Num negócio desfeito, a mão pesada da ANP
O influente colunista Geraldo Samor, de VEJA Mercados, produziu análise procedente e detalhada sobre a desistência da Shell em vender os campos de Bijupirá e Salema, na Bacia de Campos (RJ), para a PetroRio.
Este blog reproduz a íntegra do post do competente analista:
O negócio foi desfeito depois que a ANP (Agência Nacional do Petróleo) exigiu um desembolso de 464 milhões de dólares para o abandono dos dois campos. O ‘abandono de campo’ é um processo complexo e frequentemente caro, que consiste na vedação completa de um campo ao final de sua vida produtiva de forma a prevenir danos ambientais. No mercado de petróleo, são conhecidos os casos de empresas que protelam o fim das operações de um campo para adiar ao máximo possível os custos do abandono.
Em janeiro de 2015, as duas empresas haviam chegado a um acordo pelo qual a PetroRio, controlada pelo empresário Nelson Tanure,pagaria 150 milhões de dólares pela participação da Shell nos campos.
A Shell, que tem vasta experiência internacional no assunto e se apoia no trabalho de consultorias independentes, estimava que os custos associados ao abandono de Bijupirá e Salema ficariam em, no máximo, 200 milhões de dólares, disse uma fonte envolvida nas negociações. Como este custo é de responsabilidade do comprador — a PetroRio — a Shell descontou este valor do preço de venda, com a anuência da Petrobras, que é dona de 20% dos campos.

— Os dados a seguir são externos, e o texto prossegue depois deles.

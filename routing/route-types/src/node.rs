//! Node identity and the common route node interface.

use std::sync::atomic::{AtomicU64, Ordering};

use nalgebra::{Point3, UnitQuaternion};

use crate::Frame;

#[cfg(feature = "serde")]
use serde::{Deserialize, Serialize};

/// Process-unique identifier of a route node or attachment.
///
/// Ids are handed out at construction. Cloning a node keeps its id, so a
/// clone counts as the same node when added to a route.
///
/// Deserializing an id reserves it, so later [`NodeId::next`] calls never
/// hand out an id already present in loaded data.
#[derive(Debug, Clone, Copy, PartialEq, Eq, Hash, PartialOrd, Ord)]
#[cfg_attr(feature = "serde", derive(Serialize), serde(transparent))]
pub struct NodeId(u64);

/// Global counter for node ids.
static NEXT_NODE_ID: AtomicU64 = AtomicU64::new(0);

impl NodeId {
    /// Generate the next unique id.
    #[must_use]
    pub fn next() -> Self {
        Self(NEXT_NODE_ID.fetch_add(1, Ordering::Relaxed))
    }

    /// Wrap a raw id value.
    ///
    /// Ids created this way are not reserved and may equal a later
    /// [`NodeId::next`]. Use them for lookups, not for new nodes.
    #[must_use]
    pub const fn from_raw(id: u64) -> Self {
        Self(id)
    }

    /// Get the raw id value.
    #[must_use]
    pub const fn raw(self) -> u64 {
        self.0
    }

    /// Wrap a raw id and keep [`NodeId::next`] from handing it out again.
    ///
    /// Returns `None` for `u64::MAX`, which cannot be reserved.
    fn reserve(id: u64) -> Option<Self> {
        let following = id.checked_add(1)?;
        NEXT_NODE_ID.fetch_max(following, Ordering::Relaxed);
        Some(Self(id))
    }
}

#[cfg(feature = "serde")]
impl<'de> Deserialize<'de> for NodeId {
    fn deserialize<D: serde::Deserializer<'de>>(deserializer: D) -> Result<Self, D::Error> {
        let id = u64::deserialize(deserializer)?;
        Self::reserve(id).ok_or_else(|| serde::de::Error::custom(format!("node id {id} is out of range")))
    }
}

impl std::fmt::Display for NodeId {
    fn fmt(&self, f: &mut std::fmt::Formatter<'_>) -> std::fmt::Result {
        write!(f, "Node({})", self.0)
    }
}

/// A waypoint of a cable or wire route.
///
/// Implementors own a [`Frame`] holding their pose, optionally relative to
/// a parent transform.
pub trait RouteNode {
    /// Identity of this node.
    fn id(&self) -> NodeId;

    /// Pose of this node.
    fn frame(&self) -> &Frame;

    /// Mutable pose of this node.
    fn frame_mut(&mut self) -> &mut Frame;

    /// World position of this node.
    fn position(&self) -> Point3<f64> {
        self.frame().position()
    }

    /// World rotation of this node.
    fn rotation(&self) -> UnitQuaternion<f64> {
        self.frame().rotation()
    }

    /// Check whether this node may sit at `index` of a route with
    /// `num_nodes` nodes.
    ///
    /// Returns a message describing the problem, or `None` if the node is
    /// valid there.
    fn validate_at(&self, _index: usize, _num_nodes: usize) -> Option<String> {
        None
    }
}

Na prática, ao exigir um desembolso mais de duas vezes maior, a ANP transforma os campos em um valor negativo e impede que eles tenham novos investimentos por parte da PetroRio. No estágio atual, Bijupirá e Salema não são mais interessantes para gigantes como a Shell e a Petrobras, que têm jazidas mais interessantes para explorar. Estes campos maduros e em declínio são, no entanto, o core business de empresas como a PetroRio ou a americana Apache, que se especializam neste nicho de mercado.

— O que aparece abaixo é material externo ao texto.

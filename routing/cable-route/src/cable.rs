//! Segmented cables.
//!
//! A [`Cable`] owns a route of [`CableRouteNode`]s and turns it into a
//! native cable. With [`RouteAlgorithm::Segmenting`] the route is first
//! resampled into equally long segments:
//!
//! ```text
//!   route:    A=========B-------------C          (A, C body fixed)
//!   segments: o---o---o---o---o---o---o
//!             ^ rigid to A        rigid to C ^
//! ```
//!
//! Every segment start becomes a free native node, oriented along the
//! segment and twisted between the rotations of the route nodes around it.
//! A body fixed route node is attached, once, to the first segment that
//! starts at or after it.

use hashbrown::HashSet;
use nalgebra::{Point3, Unit, UnitQuaternion, Vector3};
use point_curve::{SegmentPoint, SegmentType, SegmentationResult, twist};
use route_types::{AttachmentKind, CableRouteNode, NodeId, Route, RouteNode};
use tracing::{debug, error};

use crate::{
    CableConfig, CableEngine, CableError, CableProperty, NativeAttachment, NativeBinding,
    NativeCableNode, Result, RouteAlgorithm, RouteCurveCache,
};

/// Step directions shorter than this fall back to the route direction.
const DIRECTION_EPSILON: f64 = 1.0e-12;

/// One traversal step of a segmented cable route.
#[derive(Debug, Clone, Copy)]
pub struct RoutePointData<'a> {
    /// Route node at or before the step start.
    pub curr_node: &'a CableRouteNode,
    /// Route node after the step start.
    pub next_node: &'a CableRouteNode,
    /// Step start.
    pub position: Point3<f64>,
    /// Step rotation, forward (+Z) along the step, twisted between the
    /// rotations of `curr_node` and `next_node`.
    pub rotation: UnitQuaternion<f64>,
    /// Curve point at the step start.
    pub curr_point: SegmentPoint,
    /// Curve point at the step end.
    pub next_point: SegmentPoint,
    /// Position of the step in the traversal.
    pub segment_type: SegmentType,
}

impl RoutePointData<'_> {
    /// Route node to attach to the native node of this step, if any.
    ///
    /// The current node for first and intermediate steps, the next node
    /// for the last step; free nodes are never attached.
    #[must_use]
    pub fn attachment_node(&self) -> Option<&CableRouteNode> {
        let node = match self.segment_type {
            SegmentType::First | SegmentType::Intermediate => self.curr_node,
            SegmentType::Last => self.next_node,
        };
        (!node.is_free()).then_some(node)
    }
}

/// A cable described by a route and simulated by a native engine.
///
/// # Example
///
/// ```ignore
/// let mut cable = Cable::new(engine);
/// cable.route_mut().add(CableRouteNode::free(Point3::new(0.0, 0.0, 0.0)))?;
/// cable.route_mut().add(CableRouteNode::free(Point3::new(2.0, 0.0, 0.0)))?;
///
/// let result = cable.synchronize_route_point_curve();
/// assert_eq!(result.num_segments, 10);
/// cable.initialize()?;
/// ```
pub struct Cable<E: CableEngine> {
    config: CableConfig,
    route: Route<CableRouteNode>,
    cache: RouteCurveCache,
    engine: E,
    native: Option<E::Cable>,
}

Além de inviabilizar o negócio em Bijupirá-Salema, o custo de abandono estipulado pela ANP pode prejudicar a venda de três campos maduros da Petrobras — Baúna (SP), Golfinho (ES) e Tartaruga (RJ) — num momento em que a estatal tem urgência em levantar dinheiro.

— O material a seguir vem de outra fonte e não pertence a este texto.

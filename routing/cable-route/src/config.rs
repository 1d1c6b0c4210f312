//! Cable and wire configuration.
//!
//! # Example
//!
//! ```
//! use cable_route::{CableConfig, RouteAlgorithm};
//!
//! let config = CableConfig::default()
//!     .with_radius(0.02)
//!     .with_resolution_per_unit_length(10.0)
//!     .with_route_algorithm(RouteAlgorithm::Identity);
//!
//! assert!(config.validate().is_empty());
//! assert!((config.diameter() - 0.04).abs() < 1e-12);
//! ```

use point_curve::SegmentationParams;

#[cfg(feature = "serde")]
use serde::{Deserialize, Serialize};

/// How the route of a cable becomes native nodes.
#[derive(Debug, Clone, Copy, PartialEq, Eq, Hash, Default)]
#[cfg_attr(feature = "serde", derive(Serialize, Deserialize))]
pub enum RouteAlgorithm {
    /// Route nodes are handed to the engine as they are.
    Identity,
    /// The route is resampled into equally long segments first; non-free
    /// route nodes become attachments of the segment nodes.
    #[default]
    Segmenting,
}

/// Configuration of a [`Cable`](crate::Cable).
#[derive(Debug, Clone, Copy, PartialEq)]
#[cfg_attr(feature = "serde", derive(Serialize, Deserialize))]
pub struct CableConfig {
    /// Cable radius.
    pub radius: f64,
    /// Segments per unit length.
    pub resolution_per_unit_length: f64,
    /// Linear velocity damping of the segments.
    pub linear_velocity_damping: f64,
    /// Angular velocity damping of the segments.
    pub angular_velocity_damping: f64,
    /// Route handling during initialization.
    pub route_algorithm: RouteAlgorithm,
    /// Distance within which a route node and its curve point are
    /// considered equal.
    pub sync_tolerance: f64,
    /// Segment length solver parameters.
    pub segmentation: SegmentationParams,
}

impl Default for CableConfig {
    fn default() -> Self {
        Self {
            radius: 0.05,
            resolution_per_unit_length: 5.0,
            linear_velocity_damping: 0.0,
            angular_velocity_damping: 0.0,
            route_algorithm: RouteAlgorithm::default(),
            sync_tolerance: 1.0e-4,
            segmentation: SegmentationParams::default(),
        }
    }
}

impl CableConfig {
    /// Sets the radius.
    #[must_use]
    pub const fn with_radius(mut self, radius: f64) -> Self {
        self.radius = radius;
        self
    }

    /// Sets the resolution per unit length.
    #[must_use]
    pub const fn with_resolution_per_unit_length(mut self, resolution: f64) -> Self {
        self.resolution_per_unit_length = resolution;
        self
    }

    /// Sets the linear velocity damping.
    #[must_use]
    pub const fn with_linear_velocity_damping(mut self, damping: f64) -> Self {
        self.linear_velocity_damping = damping;
        self
    }

    /// Sets the angular velocity damping.
    #[must_use]
    pub const fn with_angular_velocity_damping(mut self, damping: f64) -> Self {
        self.angular_velocity_damping = damping;
        self
    }

    /// Sets the route algorithm.
    #[must_use]
    pub const fn with_route_algorithm(mut self, algorithm: RouteAlgorithm) -> Self {
        self.route_algorithm = algorithm;
        self
    }

    /// Sets the synchronization tolerance.
    #[must_use]
    pub const fn with_sync_tolerance(mut self, tolerance: f64) -> Self {
        self.sync_tolerance = tolerance;
        self
    }

    /// Sets the segment length solver parameters.
    #[must_use]
    pub const fn with_segmentation(mut self, params: SegmentationParams) -> Self {
        self.segmentation = params;
        self
    }

    /// Cable diameter.
    #[must_use]
    pub fn diameter(&self) -> f64 {
        2.0 * self.radius
    }

    /// Validates the configuration, returning a list of issues.
    #[must_use]
    #[allow(clippy::neg_cmp_op_on_partial_ord)] // NaN must fail the check
    pub fn validate(&self) -> Vec<String> {
        let mut issues = Vec::new();

        if !(self.radius > 0.0) {
            issues.push(format!("radius must be positive, got {}", self.radius));
        }
        if !(self.resolution_per_unit_length > 0.0) {
            issues.push(format!(
                "resolution_per_unit_length must be positive, got {}",
                self.resolution_per_unit_length
            ));
        }
        if !(self.linear_velocity_damping >= 0.0) {
            issues.push(format!(
                "linear_velocity_damping must be non-negative, got {}",
                self.linear_velocity_damping
            ));
        }
        if !(self.angular_velocity_damping >= 0.0) {
            issues.push(format!(
                "angular_velocity_damping must be non-negative, got {}",
                self.angular_velocity_damping
            ));
        }
        if !(self.sync_tolerance >= 0.0) {
            issues.push(format!(
                "sync_tolerance must be non-negative, got {}",
                self.sync_tolerance
            ));
        }
        issues.extend(self.segmentation.validate());

        issues
    }
}

/// Configuration of a [`Wire`](crate::Wire).
#[derive(Debug, Clone, Copy, PartialEq)]
#[cfg_attr(feature = "serde", derive(Serialize, Deserialize))]
pub struct WireConfig {
    /// Wire radius.
    pub radius: f64,
    /// Lumped nodes per unit length.
    pub resolution_per_unit_length: f64,
}

impl Default for WireConfig {
    fn default() -> Self {
        Self {
            radius: 0.015,
            resolution_per_unit_length: 1.5,
        }
    }
}

impl WireConfig {
    /// Sets the radius.
    #[must_use]
    pub const fn with_radius(mut self, radius: f64) -> Self {
        self.radius = radius;
        self
    }

    /// Sets the resolution per unit length.
    #[must_use]
    pub const fn with_resolution_per_unit_length(mut self, resolution: f64) -> Self {
        self.resolution_per_unit_length = resolution;
        self
    }

    /// Wire diameter.
    #[must_use]
    pub fn diameter(&self) -> f64 {
        2.0 * self.radius
    }

    /// Validates the configuration, returning a list of issues.
    #[must_use]
    #[allow(clippy::neg_cmp_op_on_partial_ord)] // NaN must fail the check
    pub fn validate(&self) -> Vec<String> {
        let mut issues = Vec::new();

        if !(self.radius > 0.0) {
            issues.push(format!("radius must be positive, got {}", self.radius));
        }
        if !(self.resolution_per_unit_length > 0.0) {
            issues.push(format!(
                "resolution_per_unit_length must be positive, got {}",
                self.resolution_per_unit_length
            ));
        }

        issues
    }
}

#[cfg(test)]
mod tests {
    use super::*;

    #[test]
    fn test_cable_defaults() {
        let config = CableConfig::default();
        assert_eq!(config.radius, 0.05);
        assert_eq!(config.resolution_per_unit_length, 5.0);
        assert_eq!(config.linear_velocity_damping, 0.0);
        assert_eq!(config.angular_velocity_damping, 0.0);
        assert_eq!(config.route_algorithm, RouteAlgorithm::Segmenting);
        assert_eq!(config.sync_tolerance, 1e-4);
        assert!(config.validate().is_empty());
    }

    #[test]
    fn test_cable_validate_reports_each_issue() {
        let config = CableConfig::default()
            .with_radius(0.0)
            .with_resolution_per_unit_length(f64::NAN)
            .with_angular_velocity_damping(-1.0);
        let issues = config.validate();
        assert_eq!(issues.len(), 3);
        assert!(issues[0].contains("radius"));
        assert!(issues[1].contains("resolution_per_unit_length"));
        assert!(issues[2].contains("angular_velocity_damping"));
    }

    #[test]
    fn test_cable_validate_includes_segmentation() {
        let config = CableConfig::default()
            .with_segmentation(SegmentationParams::default().with_max_iterations(0));
        assert_eq!(config.validate().len(), 1);
    }

    #[test]
    fn test_wire_defaults() {
        let config = WireConfig::default();
        assert_eq!(config.radius, 0.015);
        assert_eq!(config.resolution_per_unit_length, 1.5);
        assert!((config.diameter() - 0.03).abs() < 1e-12);
        assert!(config.validate().is_empty());
        assert_eq!(WireConfig::default().with_radius(-0.1).validate().len(), 1);
    }
}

Com o fim do negócio, a PetroRio receberá de volta os 30 milhões de dólares que havia antecipado à Shell, equivalentes a 20% do preço total.
O negócio desfeito sugere uma insensibilidade da ANP à situação da indústria petrolífera no momento em que o barril mal se equilibra nos 30 dólares.
Dependendo da sua atitude, uma agência reguladora pode estimular ou matar um movimento incipiente de consolidação de mercado. O histórico recente da ANP (e de outras agências brasileiras) tem sido regular com mão pesada e pouco diálogo.
No início do ano, já com a indústria global de petróleo em crise aguda, a ANP abriu consulta pública para aumentar o preço do barril que é usado como referência para o cálculo de royalties. A medida tiraria mais dinheiro do caixa da Petrobras — já em situação pré-falimentar — e aumentaria a arrecadação de Estados e municípios.
Dias depois, o Conselho Nacional de Política Energética dinamitou a proposta, impedindo a revisão do cálculo dos royalties até que o preço do petróleo volte aos US$ 50 por barril.
Outro que se mostra insensível aos preços é o Governo do Estado do Rio de Janeiro, que recentemente criou uma taxa ambiental e resolveu cobrar ICMS sobre o petróleo. As empresas estão indo à Justiça contra o Estado.
Isso sem falar na recente ameaça do Ministro das Minas e Energia, Eduardo Braga, de retomar os campos nos quais as empresas não começarem a investir em 180 dias.
Neste momento delicado da economia no Brasil e no mundo, o Estado — em todos os seus níveis — continua surdo, cego e mudo quanto ao que acontece no mercado, e responde aos eventos frequentemente na contramão.